First, a dear friend of ours (age 30) was diagnosed with Hodgkin’s Lymphoma…while she was pregnant. After much debate and research, she opted to postpone treatment to give her second child a chance to stay in utero as long as possible. She made it to thirty-six weeks and gave birth to a healthy baby boy in January. Roughly a week later, she started treatment…and promptly shaved her head to celebrate.
Through it all, she has exhibited graciousness, a sense of humor and a fighting spirit. She has been very open about what she faces, sharing with her friends and family just what it was like facing such difficult decisions regarding the pregnancy, her treatment, and so forth. She decided early on to document her story via blog, sharing her experiences and providing advice to others who might be in a similar situation. Reading her stories, I know she is going to win this battle!
Still, she moved to Pittsburgh last summer, and it has been difficult reading through her situation wanting to help. Her initial announcement left us absolutely reeling, as she is younger than both of us. All we can do is root her on during this battle of hers, send prayers, donations, and well-wishes. The feeling of impotence is dreadful.

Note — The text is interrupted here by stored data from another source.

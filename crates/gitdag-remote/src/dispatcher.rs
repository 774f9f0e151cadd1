use std::io::{BufRead, Write};
use std::mem;

use gitdag_types::GitOid;
use tracing::debug;

use crate::command::Command;
use crate::config::RemoteConfig;
use crate::error::{RemoteError, RemoteResult};
use crate::handler::RemoteHandler;

/// One queued transfer, run when the client flushes the batch.
enum DeferredTask {
    Push { src: String, dst: String },
    Fetch { oid: GitOid, ref_name: String },
}

/// Drives one protocol run over a line stream.
///
/// Capability and list commands are answered immediately; push and fetch
/// commands are queued and run in arrival order when the client sends the
/// blank flush line. Protocol output and log output never share a stream:
/// everything written here goes to `output`, all diagnostics go through
/// `tracing`.
pub struct Dispatcher<H> {
    handler: H,
    config: RemoteConfig,
    tasks: Vec<DeferredTask>,
}

impl<H: RemoteHandler> Dispatcher<H> {
    pub fn new(handler: H, config: RemoteConfig) -> Self {
        Self {
            handler,
            config,
            tasks: Vec::new(),
        }
    }

    /// Give the handler back, usually to read the final root after a run.
    pub fn into_handler(self) -> H {
        self.handler
    }

    /// Process one batch of commands from `input`, writing protocol
    /// responses to `output`. Returns when the batch is flushed or the
    /// stream ends; any later batch needs a fresh run.
    pub fn run(&mut self, mut input: impl BufRead, mut output: impl Write) -> RemoteResult<()> {
        self.handler.initialize()?;

        let mut line = String::new();
        loop {
            line.clear();
            if input.read_line(&mut line)? == 0 {
                // Stream closed without a flush line. Run whatever is
                // queued, but skip the terminating blank line: nobody is
                // reading it anymore.
                debug!("input stream closed");
                self.drain(&mut output)?;
                break;
            }

            debug!(command = line.trim_end_matches(['\n', '\r']), "client command");
            match Command::parse(&line)? {
                Command::Capabilities => {
                    for capability in self.handler.capabilities() {
                        writeln!(output, "{capability}")?;
                    }
                    writeln!(output)?;
                    output.flush()?;
                }
                Command::List { for_push } => match self.handler.list(for_push) {
                    Ok(entries) => {
                        for entry in entries {
                            writeln!(output, "{entry}")?;
                        }
                        writeln!(output)?;
                        output.flush()?;
                    }
                    Err(e) => {
                        if self.config.announce_list_failures {
                            writeln!(output, "error: {e}")?;
                            output.flush()?;
                        }
                        return Err(e);
                    }
                },
                Command::Push { src, dst } => {
                    self.tasks.push(DeferredTask::Push { src, dst });
                }
                Command::Fetch { oid, ref_name } => {
                    self.tasks.push(DeferredTask::Fetch { oid, ref_name });
                }
                Command::EndOfBatch => {
                    self.drain(&mut output)?;
                    writeln!(output)?;
                    output.flush()?;
                    break;
                }
                Command::Unknown(command) => {
                    return Err(RemoteError::UnknownCommand(command));
                }
            }
        }

        self.handler.finish()
    }

    fn drain(&mut self, mut output: impl Write) -> RemoteResult<()> {
        for task in mem::take(&mut self.tasks) {
            match task {
                DeferredTask::Push { src, dst } => {
                    let done = self.handler.push(&src, &dst)?;
                    writeln!(output, "ok {done}")?;
                }
                DeferredTask::Fetch { oid, ref_name } => {
                    if oid.is_zero() {
                        debug!(ref_name = ref_name.as_str(), "skipping fetch of the zero id");
                        continue;
                    }
                    self.handler.fetch(&oid, &ref_name)?;
                }
            }
        }
        output.flush()?;
        Ok(())
    }
}

#[cfg(test)]
mod tests {
    use super::*;
    use crate::types::RefEntry;

    const SHA: &str = "26788196417edb6cc5d87d24a7c3be93ea79cf19";

    #[derive(Default)]
    struct FakeHandler {
        refs: Vec<RefEntry>,
        fail_init: bool,
        fail_list: bool,
        ops: Vec<String>,
        finished: bool,
    }

    impl RemoteHandler for FakeHandler {
        fn initialize(&mut self) -> RemoteResult<()> {
            self.ops.push("initialize".to_string());
            if self.fail_init {
                return Err(RemoteError::Repo("no repository".to_string()));
            }
            Ok(())
        }

        fn list(&mut self, for_push: bool) -> RemoteResult<Vec<RefEntry>> {
            self.ops.push(format!("list for_push={for_push}"));
            if self.fail_list {
                return Err(RemoteError::Engine("refs unavailable".to_string()));
            }
            Ok(self.refs.clone())
        }

        fn push(&mut self, src: &str, dst: &str) -> RemoteResult<String> {
            self.ops.push(format!("push {src}:{dst}"));
            Ok(dst.to_string())
        }

        fn fetch(&mut self, oid: &GitOid, ref_name: &str) -> RemoteResult<()> {
            self.ops.push(format!("fetch {oid} {ref_name}"));
            Ok(())
        }

        fn finish(&mut self) -> RemoteResult<()> {
            self.finished = true;
            Ok(())
        }
    }

    fn run(handler: FakeHandler, input: &str) -> (RemoteResult<()>, String, FakeHandler) {
        run_with(handler, RemoteConfig::default(), input)
    }

    fn run_with(
        handler: FakeHandler,
        config: RemoteConfig,
        input: &str,
    ) -> (RemoteResult<()>, String, FakeHandler) {
        let mut dispatcher = Dispatcher::new(handler, config);
        let mut out = Vec::new();
        let result = dispatcher.run(input.as_bytes(), &mut out);
        let rendered = String::from_utf8(out).expect("protocol output is utf-8");
        (result, rendered, dispatcher.into_handler())
    }

    // -----------------------------------------------------------------------
    // Stream framing
    // -----------------------------------------------------------------------

    #[test]
    fn capabilities_then_eof_prints_exactly_the_capability_block() {
        let (result, out, handler) = run(FakeHandler::default(), "capabilities\n");
        result.unwrap();
        assert_eq!(out, "list\npush\nfetch\n\n");
        assert!(handler.finished);
    }

    #[test]
    fn a_lone_blank_line_ends_the_batch() {
        let (result, out, handler) = run(FakeHandler::default(), "\n");
        result.unwrap();
        assert_eq!(out, "\n");
        assert!(handler.finished);
    }

    #[test]
    fn empty_input_produces_no_output() {
        let (result, out, handler) = run(FakeHandler::default(), "");
        result.unwrap();
        assert_eq!(out, "");
        assert!(handler.finished);
    }

    #[test]
    fn the_run_ends_at_the_first_flush() {
        let (result, out, handler) = run(FakeHandler::default(), "push a:b\n\nlist\n");
        result.unwrap();
        assert_eq!(out, "ok b\n\n");
        assert!(!handler.ops.iter().any(|op| op.starts_with("list")));
    }

    // -----------------------------------------------------------------------
    // Listing
    // -----------------------------------------------------------------------

    #[test]
    fn list_renders_entries_then_a_blank_line() {
        let handler = FakeHandler {
            refs: vec![RefEntry::pointer("HEAD", "@refs/heads/master")],
            ..FakeHandler::default()
        };
        let (result, out, handler) = run(handler, "list\n");
        result.unwrap();
        assert_eq!(out, "@refs/heads/master HEAD\n\n");
        assert_eq!(handler.ops, ["initialize", "list for_push=false"]);
    }

    #[test]
    fn an_empty_listing_is_just_the_blank_line() {
        let (result, out, _) = run(FakeHandler::default(), "list\n");
        result.unwrap();
        assert_eq!(out, "\n");
    }

    #[test]
    fn list_for_push_is_passed_through() {
        let (result, _, handler) = run(FakeHandler::default(), "list for-push\n");
        result.unwrap();
        assert_eq!(handler.ops, ["initialize", "list for_push=true"]);
    }

    #[test]
    fn a_failing_list_aborts_quietly_by_default() {
        let handler = FakeHandler {
            fail_list: true,
            ..FakeHandler::default()
        };
        let (result, out, handler) = run(handler, "list\n");
        assert!(matches!(result, Err(RemoteError::Engine(_))));
        assert_eq!(out, "");
        assert!(!handler.finished);
    }

    #[test]
    fn a_failing_list_announces_when_configured() {
        let handler = FakeHandler {
            fail_list: true,
            ..FakeHandler::default()
        };
        let config = RemoteConfig {
            announce_list_failures: true,
            ..RemoteConfig::default()
        };
        let (result, out, _) = run_with(handler, config, "list\n");
        assert!(result.is_err());
        assert_eq!(out, "error: transfer engine error: refs unavailable\n");
    }

    // -----------------------------------------------------------------------
    // Batching
    // -----------------------------------------------------------------------

    #[test]
    fn transfers_wait_for_the_flush_line() {
        let input = format!("push refs/heads/a:refs/heads/b\nfetch {SHA} refs/heads/b\nlist\n\n");
        let (result, out, handler) = run(FakeHandler::default(), &input);
        result.unwrap();

        // The list answered first even though it arrived last.
        let expected = vec![
            "initialize".to_string(),
            "list for_push=false".to_string(),
            "push refs/heads/a:refs/heads/b".to_string(),
            format!("fetch {SHA} refs/heads/b"),
        ];
        assert_eq!(handler.ops, expected);
        assert_eq!(out, "\nok refs/heads/b\n\n");
        assert!(handler.finished);
    }

    #[test]
    fn a_closed_stream_still_drains_queued_work() {
        let (result, out, handler) = run(FakeHandler::default(), "push a:b\n");
        result.unwrap();
        assert_eq!(out, "ok b\n");
        assert!(handler.finished);
    }

    #[test]
    fn zero_id_fetches_are_skipped() {
        let zeros = "0".repeat(40);
        let (result, out, handler) =
            run(FakeHandler::default(), &format!("fetch {zeros} refs/heads/x\n\n"));
        result.unwrap();
        assert_eq!(out, "\n");
        assert!(!handler.ops.iter().any(|op| op.starts_with("fetch")));
    }

    #[test]
    fn force_markers_are_dropped() {
        let (result, out, handler) =
            run(FakeHandler::default(), "push +refs/heads/a:refs/heads/b\n\n");
        result.unwrap();
        assert!(handler.ops.contains(&"push refs/heads/a:refs/heads/b".to_string()));
        assert_eq!(out, "ok refs/heads/b\n\n");
    }

    // -----------------------------------------------------------------------
    // Failure handling
    // -----------------------------------------------------------------------

    #[test]
    fn unknown_commands_are_fatal() {
        let (result, out, handler) = run(FakeHandler::default(), "listing\n");
        assert!(matches!(result, Err(RemoteError::UnknownCommand(c)) if c == "listing"));
        assert_eq!(out, "");
        assert!(!handler.finished);
    }

    #[test]
    fn malformed_push_arguments_are_fatal() {
        let (result, _, handler) = run(FakeHandler::default(), "push nocolon\n\n");
        assert!(matches!(result, Err(RemoteError::MalformedCommand { .. })));
        assert!(!handler.finished);
    }

    #[test]
    fn initialization_failure_stops_the_run() {
        let handler = FakeHandler {
            fail_init: true,
            ..FakeHandler::default()
        };
        let (result, out, handler) = run(handler, "capabilities\n");
        assert!(matches!(result, Err(RemoteError::Repo(_))));
        assert_eq!(out, "");
        assert_eq!(handler.ops, ["initialize"]);
    }
}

Then, I find out that high school friends of mine, who got together after high school and ended up getting married, have a twenty-month old son with AML, or acute myeloblastic leukemia, a very aggressive form of the disease. Again, it felt like a blow to my solar plexus when I heard the news. They too have a blog, and the very first post I read brought me to tears. No child should ever have to go through all that. As a parent, I cannot imagine the fears and the worry they are experiencing, although I have been told they have been amazingly strong and extremely positive. Living in a different state than them, there is not much I can do to help them out other than to register to be a bone marrow donor or donate to a trust fund they have in their son’s name.
Again, this feeling of helplessness at not being able to do much is horrible. So is the fact that I was complaining about my own (healthy) children before I got the news. I cannot help but be thankful that I do have two amazingly healthy children as well as my own health. I also cannot help but feel guilty that I have so much and others are tested to their limits. Sometimes, life just is not fair.